* DATA SHOWN:
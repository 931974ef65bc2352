//! Storage configuration types.

use std::path::PathBuf;

use serde::{Deserialize, Serialize};

/// Storage backend configuration.
#[derive(Debug, Clone, PartialEq, Serialize, Deserialize)]
#[serde(tag = "type", rename_all = "snake_case")]
pub enum StorageConfig {
    /// Local filesystem rooted at a directory.
    Fs(FsConfig),
    /// In-memory storage, scoped to the process. Backs tests.
    Memory,
}

/// Filesystem backend configuration.
#[derive(Debug, Clone, PartialEq, Serialize, Deserialize)]
pub struct FsConfig {
    /// Directory documents and uploaded files live under.
    pub root: PathBuf,
}

impl StorageConfig {
    /// Filesystem storage rooted at the given directory.
    #[must_use]
    pub fn fs(root: impl Into<PathBuf>) -> Self {
        Self::Fs(FsConfig { root: root.into() })
    }

    /// In-memory storage.
    #[must_use]
    pub fn memory() -> Self {
        Self::Memory
    }

    /// Returns the backend name as a static string.
    #[must_use]
    pub fn backend_name(&self) -> &'static str {
        match self {
            Self::Fs(_) => "fs",
            Self::Memory => "memory",
        }
    }
}

#[cfg(test)]
mod tests {
    use super::*;

    #[test]
    fn test_backend_names() {
        assert_eq!(StorageConfig::fs("/tmp/geoform").backend_name(), "fs");
        assert_eq!(StorageConfig::memory().backend_name(), "memory");
    }

    #[test]
    fn test_config_serde_tagging() {
        let config = StorageConfig::fs("/var/lib/geoform");
        let json = serde_json::to_value(&config).unwrap();
        assert_eq!(json["type"], "fs");
        assert_eq!(json["root"], "/var/lib/geoform");

        let memory: StorageConfig = serde_json::from_value(serde_json::json!({
            "type": "memory"
        }))
        .unwrap();
        assert_eq!(memory, StorageConfig::Memory);
    }
}
//! Typed JSON document collections.
//!
//! Each document is one JSON file at `{collection}/{id}.json`. Every
//! operation goes to the backend; nothing is cached. Concurrent writers
//! race at document granularity and the last write wins.

use std::marker::PhantomData;

use jiff::Timestamp;
use serde::Serialize;
use serde::de::DeserializeOwned;
use uuid::Uuid;

use crate::TRACING_TARGET;
use crate::backend::StorageBackend;
use crate::error::{StoreError, StoreResult};

/// A type persisted as one JSON document per id within a named collection.
pub trait Document: Serialize + DeserializeOwned + Send + Sync {
    /// Collection the documents live under.
    const COLLECTION: &'static str;

    /// Identifier the document is keyed by.
    fn id(&self) -> Uuid;

    /// Creation time, used to order listings.
    fn created_at(&self) -> Timestamp;
}

/// Typed CRUD over one collection of JSON documents.
#[derive(Debug, Clone)]
pub struct DocumentStore<T> {
    backend: StorageBackend,
    _marker: PhantomData<fn() -> T>,
}

impl<T: Document> DocumentStore<T> {
    /// Creates a store over the given backend.
    #[must_use]
    pub fn new(backend: StorageBackend) -> Self {
        Self {
            backend,
            _marker: PhantomData,
        }
    }

    fn path(id: Uuid) -> String {
        format!("{}/{id}.json", T::COLLECTION)
    }

    /// Writes a new document.
    pub async fn insert(&self, document: &T) -> StoreResult<()> {
        let path = Self::path(document.id());
        let data =
            serde_json::to_vec(document).map_err(|error| StoreError::codec(&path, error))?;
        self.backend.write(&path, &data).await?;

        tracing::debug!(
            target: TRACING_TARGET,
            collection = T::COLLECTION,
            id = %document.id(),
            "document inserted"
        );

        Ok(())
    }

    /// Reads a document by id, `None` when absent.
    pub async fn find(&self, id: Uuid) -> StoreResult<Option<T>> {
        self.read_at(&Self::path(id)).await
    }

    /// Reads every document in the collection, oldest first.
    pub async fn find_all(&self) -> StoreResult<Vec<T>> {
        let prefix = format!("{}/", T::COLLECTION);
        let paths = match self.backend.list(&prefix).await {
            Ok(paths) => paths,
            // collection directory appears on first insert
            Err(error) if error.is_not_found() => return Ok(Vec::new()),
            Err(error) => return Err(error),
        };

        let reads = paths
            .iter()
            .filter(|path| path.ends_with(".json"))
            .map(|path| self.read_at(path));
        let mut documents: Vec<T> = futures::future::try_join_all(reads)
            .await?
            .into_iter()
            .flatten()
            .collect();

        documents.sort_by_key(|document| document.created_at());
        Ok(documents)
    }

    /// Reads every document matching the predicate, oldest first.
    pub async fn find_where<F>(&self, predicate: F) -> StoreResult<Vec<T>>
    where
        F: Fn(&T) -> bool,
    {
        let mut documents = self.find_all().await?;
        documents.retain(|document| predicate(document));
        Ok(documents)
    }

    /// Overwrites an existing document.
    ///
    /// Fails with [`StoreError::NotFound`] when the document was never
    /// inserted or has been removed since.
    pub async fn replace(&self, document: &T) -> StoreResult<()> {
        let path = Self::path(document.id());
        if !self.backend.exists(&path).await? {
            return Err(StoreError::not_found(path));
        }

        let data =
            serde_json::to_vec(document).map_err(|error| StoreError::codec(&path, error))?;
        self.backend.write(&path, &data).await?;

        tracing::debug!(
            target: TRACING_TARGET,
            collection = T::COLLECTION,
            id = %document.id(),
            "document replaced"
        );

        Ok(())
    }

    /// Deletes a document, reporting whether it existed.
    pub async fn remove(&self, id: Uuid) -> StoreResult<bool> {
        let path = Self::path(id);
        if !self.backend.exists(&path).await? {
            return Ok(false);
        }
        self.backend.delete(&path).await?;

        tracing::debug!(
            target: TRACING_TARGET,
            collection = T::COLLECTION,
            id = %id,
            "document removed"
        );

        Ok(true)
    }

    async fn read_at(&self, path: &str) -> StoreResult<Option<T>> {
        match self.backend.read(path).await {
            Ok(data) => serde_json::from_slice(&data)
                .map(Some)
                .map_err(|error| StoreError::codec(path, error)),
            Err(error) if error.is_not_found() => Ok(None),
            Err(error) => Err(error),
        }
    }
}
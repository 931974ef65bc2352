use std::path::PathBuf;

use geoform_core::UnknownKeys;
use geoform_store::{StorageBackend, StorageConfig};
use serde::{Deserialize, Serialize};

use crate::service::auth_keys::AuthKeys;
use crate::service::{Result, ServiceError};

/// App [`state`] configuration.
///
/// [`state`]: crate::service::ServiceState
#[derive(Debug, Clone, Serialize, Deserialize)]
#[must_use = "config does nothing unless you use it"]
pub struct ServiceConfig {
    /// Root directory for persisted documents and uploaded files.
    pub data_dir: PathBuf,

    /// Shared secret used to sign and verify session tokens.
    pub auth_secret: String,

    /// Rejects submission keys the owning template does not declare.
    pub reject_unknown_fields: bool,
}

impl ServiceConfig {
    /// Validates all configuration values.
    ///
    /// # Errors
    ///
    /// Returns an error if any configuration value is invalid:
    /// - Data directory must not be empty
    /// - Auth secret must not be empty
    pub fn validate(&self) -> Result<()> {
        if self.data_dir.as_os_str().is_empty() {
            return Err(ServiceError::config("data directory cannot be empty"));
        }

        if self.auth_secret.is_empty() {
            return Err(ServiceError::config("auth secret cannot be empty"));
        }

        if self.auth_secret.len() < 16 {
            tracing::warn!("auth secret is shorter than 16 bytes");
        }

        Ok(())
    }

    /// Opens the storage backend rooted at the configured data directory.
    ///
    /// The backend is probed once so a missing or unwritable directory
    /// fails at startup instead of on the first request.
    pub async fn connect_storage(&self) -> Result<StorageBackend> {
        let config = StorageConfig::fs(&self.data_dir);
        let backend = StorageBackend::new(config)
            .map_err(|e| ServiceError::storage_with_source("failed to open data directory", e))?;

        backend
            .check()
            .await
            .map_err(|e| ServiceError::storage_with_source("data directory is not usable", e))?;

        Ok(backend)
    }

    /// Derives the session signing keys from the configured secret.
    pub fn load_auth_keys(&self) -> Result<AuthKeys> {
        let keys = AuthKeys::from_secret(&self.auth_secret)?;
        keys.validate_keys()?;
        Ok(keys)
    }

    /// Returns the configured unknown-submission-key policy.
    #[inline]
    pub const fn unknown_keys(&self) -> UnknownKeys {
        if self.reject_unknown_fields {
            UnknownKeys::Reject
        } else {
            UnknownKeys::Allow
        }
    }
}

#[cfg(debug_assertions)]
impl Default for ServiceConfig {
    fn default() -> Self {
        Self {
            data_dir: "./data".into(),
            auth_secret: "insecure-development-secret".to_owned(),
            reject_unknown_fields: false,
        }
    }
}
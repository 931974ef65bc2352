//! Submission values on both sides of validation.
//!
//! [`RawValue`] is what the decoder produces from a multipart body;
//! [`FieldValue`] is what the schema engine produces from a [`RawValue`]
//! once a field's rules have accepted it.

use bytes::Bytes;
use indexmap::IndexMap;
use jiff::civil;
use serde_json::Value;
use url::Url;

/// A decoded submission: top-level keys to raw values, in part order.
pub type RawObject = IndexMap<String, RawValue>;

/// A validated submission: field keys to typed values, in binding order.
pub type FormData = IndexMap<String, FieldValue>;

/// A persisted submission: field keys to plain JSON, in binding order.
pub type JsonObject = IndexMap<String, Value>;

/// One uploaded file from a multipart body.
///
/// The payload is reference-counted; cloning an upload does not copy the
/// bytes.
#[derive(Debug, Clone, PartialEq)]
pub struct FileUpload {
    /// File name as sent by the client.
    pub file_name: String,
    /// Content type as sent by the client, when present.
    pub content_type: Option<String>,
    /// Raw payload.
    pub bytes: Bytes,
}

impl FileUpload {
    /// Creates an upload from its multipart parts.
    #[must_use]
    pub fn new(
        file_name: impl Into<String>,
        content_type: Option<String>,
        bytes: impl Into<Bytes>,
    ) -> Self {
        Self {
            file_name: file_name.into(),
            content_type,
            bytes: bytes.into(),
        }
    }

    /// Extension of the client file name, without the dot.
    #[must_use]
    pub fn extension(&self) -> Option<&str> {
        std::path::Path::new(&self.file_name)
            .extension()
            .and_then(|ext| ext.to_str())
    }

    /// Payload size in bytes.
    #[must_use]
    pub fn len(&self) -> usize {
        self.bytes.len()
    }

    /// Whether the payload is empty.
    #[must_use]
    pub fn is_empty(&self) -> bool {
        self.bytes.is_empty()
    }
}

/// A single decoded value before validation.
#[derive(Debug, Clone, PartialEq)]
pub enum RawValue {
    /// Text part.
    Text(String),
    /// File part.
    Upload(FileUpload),
    /// Nested object assembled from dotted part names.
    Object(RawObject),
}

impl RawValue {
    /// Plain JSON rendition of this value.
    ///
    /// Returns `None` when the value is, or contains, a binary upload,
    /// which has no JSON form.
    #[must_use]
    pub fn to_json(&self) -> Option<Value> {
        match self {
            Self::Text(text) => Some(Value::String(text.clone())),
            Self::Upload(_) => None,
            Self::Object(object) => {
                let mut map = serde_json::Map::with_capacity(object.len());
                for (key, value) in object {
                    map.insert(key.clone(), value.to_json()?);
                }
                Some(Value::Object(map))
            }
        }
    }
}

impl From<&str> for RawValue {
    fn from(text: &str) -> Self {
        Self::Text(text.to_owned())
    }
}

impl From<String> for RawValue {
    fn from(text: String) -> Self {
        Self::Text(text)
    }
}

impl From<FileUpload> for RawValue {
    fn from(upload: FileUpload) -> Self {
        Self::Upload(upload)
    }
}

/// A single validated value.
///
/// `Upload` only survives until file materialization replaces it with a
/// storage handle; persisted data never contains one.
#[derive(Debug, Clone, PartialEq)]
pub enum FieldValue {
    /// Accepted text.
    Text(String),
    /// Coerced finite number.
    Number(f64),
    /// Parsed calendar date.
    Date(civil::Date),
    /// Parsed wall-clock time.
    Time(civil::Time),
    /// Parsed absolute URL.
    Link(Url),
    /// Accepted upload, not yet written to storage.
    Upload(FileUpload),
    /// Handle of a file already in storage.
    FileRef(String),
    /// Validated coordinate pair.
    Place {
        /// Degrees latitude, within [-90, 90].
        lat: f64,
        /// Degrees longitude, within [-180, 180].
        lng: f64,
    },
    /// Pass-through value from an unknown field or kind.
    Other(Value),
}

impl FieldValue {
    /// JSON representation for persistence.
    ///
    /// Uploads have no JSON form and must be materialized into storage
    /// handles first; converting one yields its client file name.
    #[must_use]
    pub fn into_json(self) -> Value {
        match self {
            Self::Text(text) => Value::String(text),
            Self::Number(number) => {
                serde_json::Number::from_f64(number).map_or(Value::Null, Value::Number)
            }
            Self::Date(date) => Value::String(date.to_string()),
            Self::Time(time) => Value::String(time.to_string()),
            Self::Link(url) => Value::String(url.into()),
            Self::Upload(upload) => Value::String(upload.file_name),
            Self::FileRef(handle) => Value::String(handle),
            Self::Place { lat, lng } => serde_json::json!({ "lat": lat, "lng": lng }),
            Self::Other(value) => value,
        }
    }

    /// Whether this value still carries upload bytes.
    #[must_use]
    pub fn is_upload(&self) -> bool {
        matches!(self, Self::Upload(_))
    }
}
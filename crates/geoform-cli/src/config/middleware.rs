//! Middleware configuration for the HTTP server.
//!
//! This module groups the CLI-configurable middleware settings: OpenAPI
//! documentation paths and request recovery (timeouts/panic handling).
//!
//! Both configs are re-exported from `geoform-server` and support CLI
//! arguments as well as environment variables.
//!
//! # Example
//!
//! ```bash
//! # Move the OpenAPI document and raise the request timeout
//! geoform-cli --open-api-json /docs/openapi.json --request-timeout 60
//! ```

use clap::Args;
use geoform_server::middleware::{OpenApiConfig, RecoveryConfig};
use serde::{Deserialize, Serialize};

use super::TRACING_TARGET_CONFIG;

/// Middleware configuration combining OpenAPI and recovery settings.
#[derive(Debug, Clone, Default, Args, Serialize, Deserialize)]
pub struct MiddlewareConfig {
    /// OpenAPI documentation configuration.
    ///
    /// Configures the paths where the OpenAPI JSON document and the
    /// Scalar UI are served.
    #[clap(flatten)]
    pub openapi: OpenApiConfig,

    /// Recovery middleware configuration.
    ///
    /// Controls request timeout and panic recovery behavior.
    #[clap(flatten)]
    pub recovery: RecoveryConfig,
}

impl MiddlewareConfig {
    /// Logs middleware configuration at info level.
    pub fn log(&self) {
        tracing::info!(
            target: TRACING_TARGET_CONFIG,
            openapi_path = %self.openapi.open_api_json,
            scalar_path = %self.openapi.scalar_ui,
            "OpenAPI configuration"
        );

        tracing::info!(
            target: TRACING_TARGET_CONFIG,
            request_timeout_secs = self.recovery.request_timeout,
            "recovery configuration"
        );
    }
}
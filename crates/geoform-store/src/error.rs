//! Store error types.

/// Result type for store operations.
pub type StoreResult<T> = Result<T, StoreError>;

/// Errors that can occur during store operations.
#[derive(Debug, thiserror::Error)]
pub enum StoreError {
    /// Failed to initialize the storage backend.
    #[error("store initialization failed: {0}")]
    Init(String),

    /// Document or file not found.
    #[error("not found: {0}")]
    NotFound(String),

    /// Handle rejected before touching the backend.
    #[error("invalid handle: {0}")]
    InvalidHandle(String),

    /// Document could not be encoded or decoded.
    #[error("codec failed for {path}: {source}")]
    Codec {
        /// Document path within the backend.
        path: String,
        /// Underlying serde error.
        source: serde_json::Error,
    },

    /// Backend-specific error.
    #[error("backend error: {0}")]
    Backend(opendal::Error),
}

impl StoreError {
    /// Creates a new initialization error.
    pub fn init(msg: impl Into<String>) -> Self {
        Self::Init(msg.into())
    }

    /// Creates a new not found error.
    pub fn not_found(path: impl Into<String>) -> Self {
        Self::NotFound(path.into())
    }

    /// Creates a new invalid handle error.
    pub fn invalid_handle(handle: impl Into<String>) -> Self {
        Self::InvalidHandle(handle.into())
    }

    /// Creates a new codec error.
    pub fn codec(path: impl Into<String>, source: serde_json::Error) -> Self {
        Self::Codec {
            path: path.into(),
            source,
        }
    }

    /// Whether this error is the not-found case.
    #[must_use]
    pub fn is_not_found(&self) -> bool {
        matches!(self, Self::NotFound(_))
    }
}

impl From<opendal::Error> for StoreError {
    fn from(err: opendal::Error) -> Self {
        use opendal::ErrorKind;

        match err.kind() {
            ErrorKind::NotFound => Self::NotFound(err.to_string()),
            _ => Self::Backend(err),
        }
    }
}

* PROBLEM TO WORK ON: The word "FsConfig" appears in some lines above. Return every one of those lines.

* OUTPUT:
    Fs(FsConfig),
pub struct FsConfig {
        Self::Fs(FsConfig { root: root.into() })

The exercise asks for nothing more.